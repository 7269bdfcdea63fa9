use super::types::{ImageBounds, ScoreRange};
use crate::error_handling::types::ConfigError;
use serde::Deserialize;
use std::path::Path;

/// Store configuration.
///
/// All fields have defaults so an empty TOML file (or `StoreConfig::default()`)
/// yields a working store. Loaded with [`StoreConfig::from_file`] or built
/// directly by the embedding application.
///
/// # Fields Overview
///
/// - `max_connections`: size of the SQLite connection pool
/// - `busy_timeout_secs`: how long a writer waits on a locked database before
///   the operation is aborted and surfaced as a transient error
/// - `score_range`: inclusive range accepted for prediction confidence
/// - `image_bounds`: when set, bounding boxes must fall inside the image
#[derive(Debug, PartialEq, Clone, Deserialize)]
#[serde(default)]
pub struct StoreConfig {
    pub max_connections: u32,
    pub busy_timeout_secs: u64,
    pub score_range: ScoreRange,
    pub image_bounds: Option<ImageBounds>,
}

impl Default for StoreConfig {
    fn default() -> Self {
        Self {
            max_connections: 5,
            busy_timeout_secs: 5,
            score_range: ScoreRange::default(),
            image_bounds: None,
        }
    }
}

impl StoreConfig {
    /// Reads and validates a configuration from a TOML file.
    pub fn from_file(path: &Path) -> Result<StoreConfig, ConfigError> {
        let raw = std::fs::read_to_string(path).map_err(ConfigError::IoError)?;
        let config: StoreConfig =
            toml::from_str(&raw).map_err(|e| ConfigError::TomlError(e.to_string()))?;
        config.validate()?;
        Ok(config)
    }

    /// Checks the numeric sanity of the configured ranges.
    pub fn validate(&self) -> Result<(), ConfigError> {
        if !self.score_range.min.is_finite() || !self.score_range.max.is_finite() {
            return Err(ConfigError::BadScoreRange(String::from(
                "score range bounds must be finite",
            )));
        }
        if self.score_range.min >= self.score_range.max {
            return Err(ConfigError::BadScoreRange(format!(
                "min ({}) must be below max ({})",
                self.score_range.min, self.score_range.max
            )));
        }
        if let Some(bounds) = &self.image_bounds {
            if !(bounds.width.is_finite() && bounds.width > 0.0)
                || !(bounds.height.is_finite() && bounds.height > 0.0)
            {
                return Err(ConfigError::BadImageBounds(format!(
                    "width and height must be finite and positive, got {}x{}",
                    bounds.width, bounds.height
                )));
            }
        }
        Ok(())
    }
}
· · · · ·
• **Problem to solve**: Copy each entry exactly, leaving every line as it is.

• **Task answer**:
repository 7269bdfcdea63fa9
use super::types::{ImageBounds, ScoreRange};
use crate::error_handling::types::ConfigError;
use serde::Deserialize;
use std::path::Path;

/// Store configuration.
///
/// All fields have defaults so an empty TOML file (or `StoreConfig::default()`)
/// yields a working store. Loaded with [`StoreConfig::from_file`] or built
/// directly by the embedding application.
///
/// # Fields Overview
///
/// - `max_connections`: size of the SQLite connection pool
/// - `busy_timeout_secs`: how long a writer waits on a locked database before
///   the operation is aborted and surfaced as a transient error
/// - `score_range`: inclusive range accepted for prediction confidence
/// - `image_bounds`: when set, bounding boxes must fall inside the image
#[derive(Debug, PartialEq, Clone, Deserialize)]
#[serde(default)]
pub struct StoreConfig {
    pub max_connections: u32,
    pub busy_timeout_secs: u64,
    pub score_range: ScoreRange,
    pub image_bounds: Option<ImageBounds>,
}

impl Default for StoreConfig {
    fn default() -> Self {
        Self {
            max_connections: 5,
            busy_timeout_secs: 5,
            score_range: ScoreRange::default(),
            image_bounds: None,
        }
    }
}

impl StoreConfig {
    /// Reads and validates a configuration from a TOML file.
    pub fn from_file(path: &Path) -> Result<StoreConfig, ConfigError> {
        let raw = std::fs::read_to_string(path).map_err(ConfigError::IoError)?;
        let config: StoreConfig =
            toml::from_str(&raw).map_err(|e| ConfigError::TomlError(e.to_string()))?;
        config.validate()?;
        Ok(config)
    }

    /// Checks the numeric sanity of the configured ranges.
    pub fn validate(&self) -> Result<(), ConfigError> {
        if !self.score_range.min.is_finite() || !self.score_range.max.is_finite() {
            return Err(ConfigError::BadScoreRange(String::from(
                "score range bounds must be finite",
            )));
        }
        if self.score_range.min >= self.score_range.max {
            return Err(ConfigError::BadScoreRange(format!(
                "min ({}) must be below max ({})",
                self.score_range.min, self.score_range.max
            )));
        }
        if let Some(bounds) = &self.image_bounds {
            if !(bounds.width.is_finite() && bounds.width > 0.0)
                || !(bounds.height.is_finite() && bounds.height > 0.0)
            {
                return Err(ConfigError::BadImageBounds(format!(
                    "width and height must be finite and positive, got {}x{}",
                    bounds.width, bounds.height
                )));
            }
        }
        Ok(())
    }
}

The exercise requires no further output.